Exotic birds (ooh err matron)

Richmond Park laid on a feast of introduced bird species yesterday. By far the most visible were the bazillions of ring-necked parakeets screeching from every tree, but there seemed to be Mandarin ducks on every patch of water and I also saw about half-a-dozen pairs of Egyptian geese as well as the usual Canada geese. And my two best birds of the day were red kite, which is a native species but the subject of a reintroduction program using Swedish birds, and little owl, which oddly enough was introduced from Holland in the nineteenth century.

The subject of exotic species seems to provoke an unexpectedly strong reaction in some people. It reminds me a bit of the pro-songbird lobby, whose campaigns are built around a message of ‘let’s kill all the sparrowhawks/squirrels/magpies’ and who complain that the RSPB only seems to be interested in protecting the ‘nasty birds’ and not the ‘nice birds’.

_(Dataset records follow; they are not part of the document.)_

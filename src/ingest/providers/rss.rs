// src/ingest/providers/rss.rs
//! RSS 2.0 / RSS 1.0 (RDF) / Atom feed source, over HTTP or from an in-memory body.
//!
//! Feeds are read event by event rather than through serde: real feeds mix in
//! extension elements (`media:title`, `atom:link`, `dc:date`, ...) whose local
//! names collide with the core ones, and carry arbitrary HTML entities.

use anyhow::{anyhow, bail, Context, Result};
use async_trait::async_trait;
use metrics::{counter, histogram};
use quick_xml::escape::resolve_html5_entity;
use quick_xml::events::{BytesStart, BytesText, Event};
use quick_xml::Reader;
use std::time::Duration;

use crate::ingest::types::{FeedSource, RawEntry};

#[derive(Debug, Clone, Copy, PartialEq, Eq)]
enum FeedKind {
    Rss,
    Rdf,
    Atom,
}

/// First element of the document: (namespace prefix, lowercased local name).
fn root_element(xml: &str) -> Option<(Option<Vec<u8>>, String)> {
    let mut reader = Reader::from_str(xml);
    loop {
        match reader.read_event() {
            Ok(Event::Start(e)) | Ok(Event::Empty(e)) => {
                let name = e.name();
                let prefix = name.prefix().map(|p| p.as_ref().to_vec());
                let local = String::from_utf8_lossy(name.local_name().as_ref()).to_ascii_lowercase();
                return Some((prefix, local));
            }
            Ok(Event::Eof) | Err(_) => return None,
            Ok(_) => continue,
        }
    }
}

fn detect_kind(xml: &str) -> Result<FeedKind> {
    match root_element(xml) {
        Some((_, local)) => match local.as_str() {
            "rss" => Ok(FeedKind::Rss),
            "rdf" => Ok(FeedKind::Rdf),
            "feed" => Ok(FeedKind::Atom),
            other => Err(anyhow!("unrecognized feed root element <{other}>")),
        },
        None => Err(anyhow!("body is not an XML document")),
    }
}

/// Entry child elements we keep.
#[derive(Debug, Clone, Copy, PartialEq, Eq)]
enum Field {
    Title,
    Link,
    Summary,
    Content,
    Published,
    Updated,
}

#[derive(Debug, Default)]
struct EntryBuilder {
    title: Option<String>,
    link: Option<String>,
    summary: Option<String>,
    content: Option<String>,
    published: Option<String>,
    updated: Option<String>,
    // Atom <link> elements: rel="alternate" (or no rel) wins over the first href
    alternate_href: Option<String>,
    first_href: Option<String>,
}

impl EntryBuilder {
    /// First occurrence wins; later duplicates are ignored.
    fn set(&mut self, field: Field, value: String) {
        let slot = match field {
            Field::Title => &mut self.title,
            Field::Link => &mut self.link,
            Field::Summary => &mut self.summary,
            Field::Content => &mut self.content,
            Field::Published => &mut self.published,
            Field::Updated => &mut self.updated,
        };
        if slot.is_none() {
            *slot = Some(value);
        }
    }

    fn atom_link(&mut self, e: &BytesStart) {
        let Some(href) = attr(e, b"href") else {
            return;
        };
        let is_alternate = attr(e, b"rel").map_or(true, |r| r == "alternate");
        if is_alternate && self.alternate_href.is_none() {
            self.alternate_href = Some(href.clone());
        }
        if self.first_href.is_none() {
            self.first_href = Some(href);
        }
    }

    fn finish(self) -> RawEntry {
        RawEntry {
            title: self.title,
            link: self.link.or(self.alternate_href).or(self.first_href),
            summary: self.summary.or(self.content),
            published: self.published,
            updated: self.updated,
        }
    }
}

fn attr(e: &BytesStart, key: &[u8]) -> Option<String> {
    let a = e.try_get_attribute(key).ok().flatten()?;
    a.unescape_value_with(resolve_html5_entity)
        .ok()
        .map(|v| v.into_owned())
}

/// Elements in the feed's own vocabulary: unprefixed, or carrying the root's prefix.
fn is_core(e: &BytesStart, root_prefix: Option<&[u8]>) -> bool {
    match e.name().prefix() {
        None => true,
        Some(p) => root_prefix == Some(p.as_ref()),
    }
}

fn is_entry_start(kind: FeedKind, e: &BytesStart, root_prefix: Option<&[u8]>) -> bool {
    let wanted: &[u8] = match kind {
        FeedKind::Rss | FeedKind::Rdf => b"item",
        FeedKind::Atom => b"entry",
    };
    e.local_name().as_ref() == wanted && is_core(e, root_prefix)
}

fn field_for(kind: FeedKind, e: &BytesStart, root_prefix: Option<&[u8]>) -> Option<Field> {
    let name = e.name();
    let local = name.local_name();
    let local = local.as_ref();

    if let Some(prefix) = name.prefix() {
        match (prefix.as_ref(), local) {
            (b"dc", b"date") => return Some(Field::Updated),
            (b"content", b"encoded") => return Some(Field::Content),
            _ if !is_core(e, root_prefix) => return None,
            _ => {}
        }
    }

    match (kind, local) {
        (_, b"title") => Some(Field::Title),
        (FeedKind::Rss | FeedKind::Rdf, b"link") => Some(Field::Link),
        (FeedKind::Rss | FeedKind::Rdf, b"description") => Some(Field::Summary),
        (FeedKind::Rss | FeedKind::Rdf, b"pubDate") => Some(Field::Published),
        (FeedKind::Atom, b"summary") => Some(Field::Summary),
        (FeedKind::Atom, b"content") => Some(Field::Content),
        (FeedKind::Atom, b"published") => Some(Field::Published),
        (FeedKind::Atom, b"updated") => Some(Field::Updated),
        _ => None,
    }
}

/// Unknown entities are left as written; `normalize_text` gets another go at them.
fn text_of(t: &BytesText) -> String {
    t.unescape_with(resolve_html5_entity)
        .map(|s| s.into_owned())
        .unwrap_or_else(|_| String::from_utf8_lossy(t).into_owned())
}

fn read_entries(xml: &str, kind: FeedKind, root_prefix: Option<&[u8]>) -> Result<Vec<RawEntry>> {
    let mut reader = Reader::from_str(xml);
    let mut entries = Vec::new();

    let mut depth = 0usize;
    let mut entry: Option<(EntryBuilder, usize)> = None;
    // open field and its depth; text of nested markup (xhtml titles) is collected too
    let mut field: Option<(Field, usize)> = None;
    let mut text = String::new();

    loop {
        let event = reader
            .read_event()
            .with_context(|| format!("reading feed xml at byte {}", reader.buffer_position()))?;
        match event {
            Event::Start(e) => {
                depth += 1;
                if let Some((builder, entry_depth)) = &mut entry {
                    if field.is_none() && depth == *entry_depth + 1 {
                        if kind == FeedKind::Atom
                            && e.local_name().as_ref() == b"link"
                            && is_core(&e, root_prefix)
                        {
                            builder.atom_link(&e);
                        } else if let Some(f) = field_for(kind, &e, root_prefix) {
                            field = Some((f, depth));
                            text.clear();
                        }
                    }
                } else if is_entry_start(kind, &e, root_prefix) {
                    entry = Some((EntryBuilder::default(), depth));
                }
            }
            Event::Empty(e) => {
                if let Some((builder, entry_depth)) = &mut entry {
                    if field.is_none()
                        && depth == *entry_depth
                        && kind == FeedKind::Atom
                        && e.local_name().as_ref() == b"link"
                        && is_core(&e, root_prefix)
                    {
                        builder.atom_link(&e);
                    }
                }
            }
            Event::Text(t) => {
                if field.is_some() {
                    text.push_str(&text_of(&t));
                }
            }
            Event::CData(c) => {
                if field.is_some() {
                    text.push_str(&String::from_utf8_lossy(&c));
                }
            }
            Event::End(_) => {
                if let Some((f, field_depth)) = field {
                    if depth == field_depth {
                        if let Some((builder, _)) = &mut entry {
                            builder.set(f, std::mem::take(&mut text));
                        }
                        field = None;
                    }
                }
                if matches!(&entry, Some((_, d)) if *d == depth) {
                    if let Some((builder, _)) = entry.take() {
                        entries.push(builder.finish());
                    }
                }
                depth = depth.saturating_sub(1);
            }
            Event::Eof => break,
            _ => {}
        }
    }
    Ok(entries)
}

/// Parse a feed document into raw entries.
pub fn parse_feed(body: &str) -> Result<Vec<RawEntry>> {
    let t0 = std::time::Instant::now();

    let kind = detect_kind(body)?;
    let root_prefix = root_element(body).and_then(|(p, _)| p);
    let entries = read_entries(body, kind, root_prefix.as_deref())
        .with_context(|| format!("parsing {kind:?} feed"))?;

    let ms = t0.elapsed().as_secs_f64() * 1_000.0;
    histogram!("ingest_parse_ms").record(ms);
    counter!("ingest_entries_total").increment(entries.len() as u64);
    Ok(entries)
}

/// HTTP client with a hard per-request timeout.
pub fn build_http_client(timeout: Duration) -> Result<reqwest::Client> {
    reqwest::Client::builder()
        .timeout(timeout)
        .user_agent(concat!("clean-news/", env!("CARGO_PKG_VERSION")))
        .build()
        .context("building http client")
}

pub struct RssFeedSource {
    name: String,
    mode: Mode,
}

enum Mode {
    Fixture(String),
    Http { url: String, client: reqwest::Client },
}

impl RssFeedSource {
    /// In-memory body (tests, offline runs).
    pub fn from_fixture(name: impl Into<String>, body: &str) -> Self {
        Self {
            name: name.into(),
            mode: Mode::Fixture(body.to_string()),
        }
    }

    pub fn from_url(
        name: impl Into<String>,
        url: impl Into<String>,
        client: reqwest::Client,
    ) -> Self {
        Self {
            name: name.into(),
            mode: Mode::Http {
                url: url.into(),
                client,
            },
        }
    }

    async fn fetch_body(url: &str, client: &reqwest::Client) -> Result<String> {
        let resp = client.get(url).send().await.map_err(|e| {
            if e.is_timeout() {
                anyhow!("timed out fetching {url}")
            } else {
                anyhow!(e).context(format!("GET {url}"))
            }
        })?;

        let status = resp.status();
        if !status.is_success() {
            bail!("http status {} from {url}", status.as_u16());
        }
        resp.text()
            .await
            .with_context(|| format!("reading body from {url}"))
    }
}

#[async_trait]
impl FeedSource for RssFeedSource {
    async fn fetch_entries(&self) -> Result<Vec<RawEntry>> {
        match &self.mode {
            Mode::Fixture(body) => parse_feed(body),
            Mode::Http { url, client } => {
                let body = Self::fetch_body(url, client).await?;
                parse_feed(&body).with_context(|| format!("feed body from {url}"))
            }
        }
    }

    fn name(&self) -> &str {
        &self.name
    }
}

Don’t get me wrong, there’s a good reason why conservationists worry about the impact of introduced species: there’s a litany of disastrous examples from the past, like rabbits and cane toads in Australia, snakes in Guam, and rats, pigs and goats on oceanic islands all over the world. And the best known British example, grey squirrels replacing the native red squirrel. But there’s something slightly creepy about the hostility which people aim at these animals which, after all, didn’t choose to come here.

There’s an obvious glib comparison to the hostility towards human immigrants, but I don’t know if it’s really very valid… perhaps there’s an emotional similarity, even if there’s not necessarily an overlap of the people involved.

» ‘Not just a pretty face‘ © Keven Law and used under a CC by-sa licence.

Categories
Me

Lovely Richmond

I said in my last Thames Path post that, if you wanted to go a for a walk in that part of west London, you’d be better off going to Kew Gardens. Well, I can now add: you’d be better off going to Richmond Park, as well. I can’t quite believe I’ve never been there before.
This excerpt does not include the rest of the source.